*** Block opens ***

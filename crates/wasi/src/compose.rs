//! Feature selection and the closed set of importable names.
//!
//! A [`WasiCtx`](crate::WasiCtx) is built with an explicit list of
//! [`Feature`]s. [`crate::add_to_linker`] walks the fixed
//! `wasi_snapshot_preview1` name set, registers a real handler for every
//! name a selected feature covers, and fills every remaining name with a
//! stub that returns `ENOSYS` so a guest linked against a full libc can
//! still boot even when most features are left out.

/// A selectable group of `wasi_snapshot_preview1` imports.
///
/// Features are plain data, not implementations: [`crate::add_to_linker`]
/// is what interprets a [`FeatureSet`] and wires up the matching host
/// functions against a concrete [`wasmi::Linker`].
#[derive(Copy, Clone, PartialEq, Eq, Debug)]
pub enum Feature {
    /// `args_get`, `args_sizes_get`.
    Args,
    /// `environ_get`, `environ_sizes_get`.
    Environ,
    /// `clock_res_get`, `clock_time_get`.
    Clock,
    /// `proc_exit`, `proc_raise`.
    Proc,
    /// `random_get`.
    Random,
    /// `fd_read`, `fd_write`, `fd_close`, `fd_fdstat_get` restricted to the
    /// three standard streams; does not provide `path_*` or seeking.
    Stdio,
    /// The full in-memory file system, superseding [`Feature::Stdio`] for
    /// every name it shares and additionally providing `path_*`, `fd_seek`,
    /// `fd_tell`, `fd_readdir`, `fd_prestat_*`, and `fd_filestat_get`.
    Fs,
    /// Wraps every import registered by the other selected features with a
    /// `trace`-level log of `name(args) => result`. Composes with, rather
    /// than replaces, the other features.
    Tracing,
}

/// All features a `WasiCtxBuilder` can combine, pre-resolved into boolean
/// flags reflecting the "later overrides / supersedes earlier" composition
/// rule described for the fixed import set.
#[derive(Copy, Clone, Default, Debug)]
pub(crate) struct FeatureSet {
    pub(crate) args: bool,
    pub(crate) environ: bool,
    pub(crate) clock: bool,
    pub(crate) proc: bool,
    pub(crate) random: bool,
    pub(crate) stdio: bool,
    pub(crate) fs: bool,
    pub(crate) tracing: bool,
}

impl FeatureSet {
    pub(crate) fn resolve(features: &[Feature]) -> Self {
        let mut set = Self::default();
        for feature in features {
            match feature {
                Feature::Args => set.args = true,
                Feature::Environ => set.environ = true,
                Feature::Clock => set.clock = true,
                Feature::Proc => set.proc = true,
                Feature::Random => set.random = true,
                Feature::Stdio => set.stdio = true,
                Feature::Fs => set.fs = true,
                Feature::Tracing => set.tracing = true,
            }
        }
        // `Fs` is a strict superset of `Stdio` for every name they share.
        if set.fs {
            set.stdio = true;
        }
        set
    }
}

/// The closed set of names an embedder may see in the
/// `wasi_snapshot_preview1` import namespace. Anything in this list that no
/// selected feature supplies is filled with an `ENOSYS` stub.
pub(crate) const IMPORT_NAMES: &[&str] = &[
    "args_get",
    "args_sizes_get",
    "clock_res_get",
    "clock_time_get",
    "environ_get",
    "environ_sizes_get",
    "fd_advise",
    "fd_allocate",
    "fd_close",
    "fd_datasync",
    "fd_fdstat_get",
    "fd_fdstat_set_flags",
    "fd_fdstat_set_rights",
    "fd_filestat_get",
    "fd_filestat_set_size",
    "fd_filestat_set_times",
    "fd_pread",
    "fd_prestat_dir_name",
    "fd_prestat_get",
    "fd_pwrite",
    "fd_read",
    "fd_readdir",
    "fd_renumber",
    "fd_seek",
    "fd_sync",
    "fd_tell",
    "fd_write",
    "path_create_directory",
    "path_filestat_get",
    "path_filestat_set_times",
    "path_link",
    "path_open",
    "path_readlink",
    "path_remove_directory",
    "path_rename",
    "path_symlink",
    "path_unlink_file",
    "poll_oneoff",
    "proc_exit",
    "proc_raise",
    "random_get",
    "sched_yield",
    "sock_accept",
    "sock_recv",
    "sock_send",
    "sock_shutdown",
];
use crate::context::Context;
use std::fmt::{self, Display};
use wasmi::{FuncType, Val, ValType};

/// [`Display`]-wrapper type for [`ValType`].
pub struct DisplayValueType<'a>(&'a ValType);

impl<'a> From<&'a ValType> for DisplayValueType<'a> {
    fn from(value_type: &'a ValType) -> Self {
        Self(value_type)
    }
}

impl Display for DisplayValueType<'_> {
    fn fmt(&self, f: &mut fmt::Formatter) -> fmt::Result {
        let s = match self.0 {
            ValType::I32 => "i32",
            ValType::I64 => "i64",
            ValType::F32 => "f32",
            ValType::F64 => "f64",
            ValType::V128 => "v128",
            ValType::FuncRef => "funcref",
            ValType::ExternRef => "externref",
        };
        f.write_str(s)
    }
}

/// [`Display`]-wrapper type for [`Val`].
pub struct DisplayValue<'a>(&'a Val);

impl<'a> From<&'a Val> for DisplayValue<'a> {
    fn from(value: &'a Val) -> Self {
        Self(value)
    }
}

impl fmt::Display for DisplayValue<'_> {
    fn fmt(&self, f: &mut fmt::Formatter<'_>) -> fmt::Result {
        match &self.0 {
            Val::I32(value) => value.fmt(f),
            Val::I64(value) => value.fmt(f),
            Val::F32(value) => value.fmt(f),
            Val::F64(value) => value.fmt(f),
            Val::V128(value) => {
                write!(f, "0x{:032X}", value.as_u128())
            }
            Val::FuncRef(_) | Val::ExternRef(_) => {
                panic!("cannot display reference values but found {:?}", self.0)
            }
        }
    }
}

/// [`Display`]-wrapper type around [`FuncType`].
pub struct DisplayFuncType<'a> {
    name: Option<&'a str>,
    func_type: &'a FuncType,
}

impl<'a> DisplayFuncType<'a> {
    /// Creates a named [`DisplayFuncType`] for the given [`FuncType`].
    pub fn new(name: &'a str, func_type: &'a FuncType) -> Self {
        Self {
            name: Some(name),
            func_type,
        }
    }
}

impl<'a> From<&'a FuncType> for DisplayFuncType<'a> {
    fn from(func_type: &'a FuncType) -> Self {
        Self {
            name: None,
            func_type,
        }
    }
}

impl fmt::Display for DisplayFuncType<'_> {
    fn fmt(&self, f: &mut fmt::Formatter<'_>) -> fmt::Result {
        if let Some(name) = self.name {
            f.write_str("fn ")?;
            name.fmt(f)?;
            f.write_str("(")?;
        } else {
            f.write_str("fn(")?;
        }
        let params = self.func_type.params();
        let results = self.func_type.results();
        DisplaySequence::new(", ", params.iter().map(DisplayValueType::from)).fmt(f)?;
        f.write_str(")")?;
        if !results.is_empty() {
            f.write_str(" -> ")?;
            if results.len() == 1 {
                DisplayValueType::from(&results[0]).fmt(f)?;
            } else {
                f.write_str("(")?;
                DisplaySequence::new(", ", results.iter().map(DisplayValueType::from)).fmt(f)?;
                f.write_str(")")?;
            }
        }
        Ok(())
    }
}

/// [`Display`]-wrapper for generic sequences with separators.
#[derive(Debug)]
pub struct DisplaySequence<'a, T> {
    /// The sequence to display.
    sequence: Box<[T]>,
    /// The separator between the displayed sequence items.
    separator: &'a str,
}

impl<'a, T> DisplaySequence<'a, T> {
    /// Creates a new [`DisplaySequence`] for the given `separator` and `sequence` iterator.
    pub fn new<I>(separator: &'a str, sequence: I) -> Self
    where
        I: IntoIterator<Item = T>,
    {
        let sequence = sequence.into_iter().collect();
        Self {
            sequence,
            separator,
        }
    }
}

impl<T> Display for DisplaySequence<'_, T>
where
    T: Display,
{
    fn fmt(&self, f: &mut fmt::Formatter<'_>) -> fmt::Result {
        let separator = self.separator;
        if let Some((first, rest)) = self.sequence.split_first() {
            first.fmt(f)?;
            for param in rest {
                f.write_str(separator)?;
                param.fmt(f)?;
            }
        }
        Ok(())
    }
}

/// [`Display`]-wrapper for exported functions of a [`Context`].
pub struct DisplayExportedFuncs<'a>(&'a Context);

impl<'a> From<&'a Context> for DisplayExportedFuncs<'a> {
    fn from(ctx: &'a Context) -> Self {
        Self(ctx)
    }
}

impl Display for DisplayExportedFuncs<'_> {
    fn fmt(&self, f: &mut fmt::Formatter<'_>) -> fmt::Result {
        let exported_funcs = self.0.exported_funcs().collect::<Box<[_]>>();
        if exported_funcs.is_empty() {
            return f.write_str("No exported functions found for the Wasm module.");
        }
        f.write_str("The Wasm module exports the following functions:\n\n")?;
        for func in exported_funcs
            .iter()
            .map(|(name, func_type)| DisplayFuncType::new(name, func_type))
        {
            f.write_str(" - ")?;
            func.fmt(f)?;
        }
        Ok(())
    }
}
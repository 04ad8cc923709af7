use std::time::SystemTime;

use crate::{ctx::WasiCtx, memory, types::{ClockId, Errno}};

const REALTIME_RESOLUTION_NANOS: u64 = 1_000;
const MONOTONIC_RESOLUTION_NANOS: u64 = 5_000;

/// `clock_res_get`: `CLOCK_REALTIME` resolves to 1us, `CLOCK_MONOTONIC` to
/// 5us (backed by [`std::time::Instant`]). Any other clock id is `ENOSYS`.
pub(crate) fn clock_res_get(memory: &mut [u8], clock_id: u32, out_ptr: u32) -> Result<(), Errno> {
    let resolution = match ClockId::from_raw(clock_id).ok_or(Errno::Nosys)? {
        ClockId::Realtime => REALTIME_RESOLUTION_NANOS,
        ClockId::Monotonic => MONOTONIC_RESOLUTION_NANOS,
    };
    memory::write_u64(memory, out_ptr, resolution)
}

/// `clock_time_get`: nanoseconds since the Unix epoch for `CLOCK_REALTIME`,
/// or nanoseconds since this [`WasiCtx`] was built for `CLOCK_MONOTONIC`.
/// `precision` is accepted but ignored. Any other clock id is `ENOSYS`.
pub(crate) fn clock_time_get(
    ctx: &WasiCtx,
    memory: &mut [u8],
    clock_id: u32,
    _precision: u64,
    out_ptr: u32,
) -> Result<(), Errno> {
    let nanos = match ClockId::from_raw(clock_id).ok_or(Errno::Nosys)? {
        ClockId::Realtime => SystemTime::now()
            .duration_since(SystemTime::UNIX_EPOCH)
            .map(|d| d.as_nanos() as u64)
            .unwrap_or(0),
        ClockId::Monotonic => ctx.start_instant.elapsed().as_nanos() as u64,
    };
    memory::write_u64(memory, out_ptr, nanos)
}
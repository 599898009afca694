//! Single-pass connected-components labeling over a binary (0/255) image,
//! producing the `MAX_BOXES` most prominent bounding boxes.
//!
//! Each foreground pixel inspects exactly two already-labeled neighbors —
//! west and (resolved) north — never a diagonal NW/NE lookup, matching
//! spec.md §4.4's literal algorithm and both original implementations
//! (`MotionDetector.h`, `CoreMotionDetector.h`), which only ever read
//! `W_label`/`N_label`.
//!
//! Labels live in a `u8` scratch buffer (`0` = background, `1..=255` =
//! component id) with a forwarding table resolving merged labels to their
//! root. Capacity tops out at 255 simultaneously-live components; once
//! exhausted, the entire raster scan stops (not just new-label allocation)
//! — a documented soft failure, not a precondition violation, since a
//! camera pointed at a field of static can legitimately produce more
//! "motion" blobs than the scratch buffer can track.
//!
//! Width and height are runtime fields rather than const generics: a
//! [`crate::detector::MotionDetector`] only knows its *working* resolution
//! (after an arbitrary downscale factor) at construction time, not at
//! compile time, so tying this type to const dimensions would force every
//! caller to either duplicate the algorithm or pick dimensions by hand.
//! Only `MAX_BOXES`, the output capacity, is fixed at compile time, since
//! that is a policy choice independent of frame size.

use crate::bbox::BoundingBox;
use crate::error::CoreError;
use crate::image::PixelGrid;

/// Holds the per-frame labeling scratch state for a fixed-size binary
/// image, keeping the top `MAX_BOXES` bounding boxes by shorter-side
/// length. Every buffer is allocated once in [`Labeler::new`] and reused by
/// every subsequent [`Labeler::label`] call.
pub struct Labeler<const MAX_BOXES: usize = 5> {
    width: u32,
    height: u32,
    labels: Box<[u8]>,
    parent: [u8; 256],
    bboxes: [BoundingBox; 256],
    output: [BoundingBox; MAX_BOXES],
    output_len: usize,
    saturated: bool,
}

impl<const MAX_BOXES: usize> Labeler<MAX_BOXES> {
    pub fn new(width: u32, height: u32) -> Self {
        if width == 0 || height == 0 {
            CoreError::InvalidConstruction {
                reason: "labeler width and height must both be > 0",
            }
            .panic();
        }
        Self {
            width,
            height,
            labels: vec![0u8; (width * height) as usize].into_boxed_slice(),
            parent: [0u8; 256],
            bboxes: [BoundingBox::null(); 256],
            output: [BoundingBox::null(); MAX_BOXES],
            output_len: 0,
            saturated: false,
        }
    }

    pub fn width(&self) -> u32 {
        self.width
    }

    pub fn height(&self) -> u32 {
        self.height
    }

    /// The bounding boxes produced by the most recent [`Labeler::label`]
    /// call.
    pub fn last_output(&self) -> &[BoundingBox] {
        &self.output[..self.output_len]
    }

    /// Whether the previous [`Labeler::label`] call hit the 255-label
    /// ceiling and silently dropped at least one component.
    pub fn last_call_saturated(&self) -> bool {
        self.saturated
    }

    fn resolve(&self, mut label: u8) -> u8 {
        while self.parent[label as usize] != label {
            label = self.parent[label as usize];
        }
        label
    }

    fn try_insert(&mut self, candidate: BoundingBox) {
        if self.output_len < MAX_BOXES {
            let mut i = self.output_len;
            while i > 0 && self.output[i - 1] < candidate {
                self.output[i] = self.output[i - 1];
                i -= 1;
            }
            self.output[i] = candidate;
            self.output_len += 1;
        } else if candidate > self.output[MAX_BOXES - 1] {
            let mut i = MAX_BOXES - 1;
            while i > 0 && self.output[i - 1] < candidate {
                self.output[i] = self.output[i - 1];
                i -= 1;
            }
            self.output[i] = candidate;
        }
    }

    /// Labels every nonzero pixel of `src` (any nonzero value counts as
    /// foreground; the pipeline only ever feeds this a 0/255 image), then
    /// returns up to `MAX_BOXES` bounding boxes with `shorter_side() >=
    /// min_dim`, sorted by descending shorter side.
    ///
    /// Panics if `src`'s dimensions don't match this labeler's.
    pub fn label(&mut self, src: &dyn PixelGrid, min_dim: u32) -> &[BoundingBox] {
        if src.width() != self.width || src.height() != self.height {
            CoreError::ShapeMismatch {
                operation: "Labeler::label",
                expected: (self.width, self.height),
                actual: (src.width(), src.height()),
            }
            .panic();
        }

        self.labels.fill(0);
        for i in 0..256 {
            self.parent[i] = i as u8;
            self.bboxes[i] = BoundingBox::null();
        }
        self.output_len = 0;
        self.saturated = false;

        let mut next_label: u16 = 1;
        let width = self.width;
        let height = self.height;

        // The scan loop condition is checked on every row and every column,
        // not just when a new label would be allocated: once `next_label`
        // exceeds the 8-bit label capacity the entire raster scan stops,
        // matching the original implementation's `next_label < capacity`
        // loop guard (which leaves later rows/columns unlabeled rather than
        // merely refusing to mint new labels while still unioning existing
        // ones).
        'scan: for row in 0..height {
            if next_label > 255 {
                self.saturated = true;
                break 'scan;
            }
            for col in 0..width {
                if next_label > 255 {
                    self.saturated = true;
                    break 'scan;
                }

                if src.at(row, col) == 0 {
                    continue;
                }

                // Only the west and (resolved) north neighbor are
                // inspected — no NW/NE lookups — per spec.md §4.4's
                // literal two-neighbor algorithm.
                let w_label = if col == 0 {
                    0
                } else {
                    self.labels[(row * width + col - 1) as usize]
                };
                let n_raw = if row == 0 {
                    0
                } else {
                    self.labels[((row - 1) * width + col) as usize]
                };
                let n_label = if n_raw == 0 { 0 } else { self.resolve(n_raw) };

                let point = BoundingBox::new_point(col, row);

                match (w_label, n_label) {
                    (0, 0) => {
                        let label = next_label as u8;
                        next_label += 1;
                        self.labels[(row * width + col) as usize] = label;
                        self.parent[label as usize] = label;
                        self.bboxes[label as usize] = point;
                    }
                    (w, 0) => {
                        self.labels[(row * width + col) as usize] = w;
                        self.bboxes[w as usize] = self.bboxes[w as usize].merge(&point);
                    }
                    (0, n) => {
                        self.labels[(row * width + col) as usize] = n;
                        self.bboxes[n as usize] = self.bboxes[n as usize].merge(&point);
                    }
                    (w, n) if w == n => {
                        self.labels[(row * width + col) as usize] = w;
                        self.bboxes[w as usize] = self.bboxes[w as usize].merge(&point);
                    }
                    (w, n) => {
                        let (smaller, larger) = if w < n { (w, n) } else { (n, w) };
                        self.labels[(row * width + col) as usize] = smaller;
                        let larger_bbox = self.bboxes[larger as usize];
                        self.bboxes[smaller as usize] =
                            self.bboxes[smaller as usize].merge(&larger_bbox).merge(&point);
                        self.parent[larger as usize] = smaller;
                    }
                }
            }
        }

        let labels_created = next_label.min(256) as usize - 1;
        for label in 1..=labels_created {
            let label = label as u8;
            if self.parent[label as usize] != label {
                continue; // not a root, already merged away
            }
            let bbox = self.bboxes[label as usize];
            if bbox.shorter_side() >= min_dim {
                self.try_insert(bbox);
            }
        }

        &self.output[..self.output_len]
    }
}
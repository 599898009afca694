use criterion::{black_box, criterion_group, criterion_main, BenchmarkId, Criterion};
use motion_core::image::ImageView;
use motion_core::labeler::Labeler;

/// A binary mask with isolated `255` pixels spaced `spacing` apart in both
/// axes — worst case for the labeler's allocation rate (every lit pixel
/// starts a new component).
fn scattered_blobs(width: u32, height: u32, spacing: u32) -> Vec<u8> {
    let mut data = vec![0u8; (width * height) as usize];
    let mut y = 0;
    while y < height {
        let mut x = 0;
        while x < width {
            data[(y * width + x) as usize] = 255;
            x += spacing;
        }
        y += spacing;
    }
    data
}

fn bench_labeler(c: &mut Criterion) {
    let mut group = c.benchmark_group("labeler");

    for &(w, h, spacing) in &[(64u32, 64u32, 4u32), (128, 128, 4), (256, 256, 8)] {
        let data = scattered_blobs(w, h, spacing);
        group.bench_with_input(BenchmarkId::new("scattered_blobs", format!("{w}x{h}")), &data, |b, data| {
            let view = ImageView::new(data, w, h);
            let mut labeler = Labeler::<5>::new(w, h);
            b.iter(|| {
                black_box(labeler.label(&view, 2));
            });
        });
    }

    group.finish();
}

criterion_group!(benches, bench_labeler);
criterion_main!(benches);
use std::path::PathBuf;
use std::process::ExitCode;

use anyhow::Context;
use clap::Parser;

use motion_detect::config::{DetectorConfig, ReferenceUpdateArg};

/// Reference driver for the frame-to-frame motion detector: walks a
/// directory of `.jpg` frames in filename order and writes an annotated
/// copy of each frame that contains detected motion.
#[derive(Parser, Debug)]
#[command(name = "motion")]
#[command(about = "Detect motion across a directory of JPEG frames")]
struct Args {
    /// Directory containing input `.jpg` frames, processed in lexicographic
    /// filename order.
    input_dir: PathBuf,

    /// Directory annotated frames are written to (created if absent).
    output_dir: PathBuf,

    /// Absdiff/threshold cutoff: pixels differing from the reference by
    /// more than this count as motion.
    #[arg(short, long, default_value_t = 127)]
    threshold: u8,

    /// Dilation structuring-element side length. Defaults to
    /// `1 + min(w, h) / 8` in the working resolution when unset.
    #[arg(short, long)]
    granularity: Option<u8>,

    /// Internal downscaling factor applied before detection (must evenly
    /// divide both frame dimensions).
    #[arg(short, long, default_value_t = 1)]
    downscale_factor: u32,

    /// Minimum shorter-side length (working-resolution pixels) a connected
    /// component must have to be reported.
    #[arg(short = 'm', long, default_value_t = 16)]
    min_bbox_dim: u32,

    /// When the reference (background) frame is refreshed.
    #[arg(short, long, value_enum, default_value_t = ReferenceUpdateArg::EveryFrame)]
    reference_update: ReferenceUpdateArg,

    /// Refresh interval used when `--reference-update=every-n`.
    #[arg(long, default_value_t = 5)]
    every_n: u32,
}

fn main() -> ExitCode {
    motion_detect::logging::init();
    let args = Args::parse();

    match run(&args) {
        Ok(summary) => {
            tracing::info!(
                processed = summary.frames_processed,
                with_motion = summary.frames_with_motion,
                skipped = summary.frames_skipped,
                "done"
            );
            ExitCode::SUCCESS
        }
        Err(err) => {
            eprintln!("motion: {err:?}");
            ExitCode::FAILURE
        }
    }
}

/// Maps CLI args onto a `DetectorConfig` and runs the pipeline, wrapping the
/// driver's own `DriverError` into `anyhow::Error` at this top-level
/// boundary so a CLI misuse gets a one-line cause chain instead of a bare
/// `Display`.
fn run(args: &Args) -> anyhow::Result<motion_detect::RunSummary> {
    let config = DetectorConfig {
        threshold: args.threshold,
        granularity: args.granularity,
        downscale_factor: args.downscale_factor,
        min_bbox_dim: args.min_bbox_dim,
        reference_update: args.reference_update,
        every_n: args.every_n,
    };

    motion_detect::run(&args.input_dir, &args.output_dir, &config)
        .map_err(anyhow::Error::from)
        .with_context(|| format!("processing {}", args.input_dir.display()))
}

*** Block closes ***

[Your instructions]: For this exercise, return every line from the data that holds the string "more".

[Answer box]:
//! camera pointed at a field of static can legitimately produce more
    /// more than this count as motion.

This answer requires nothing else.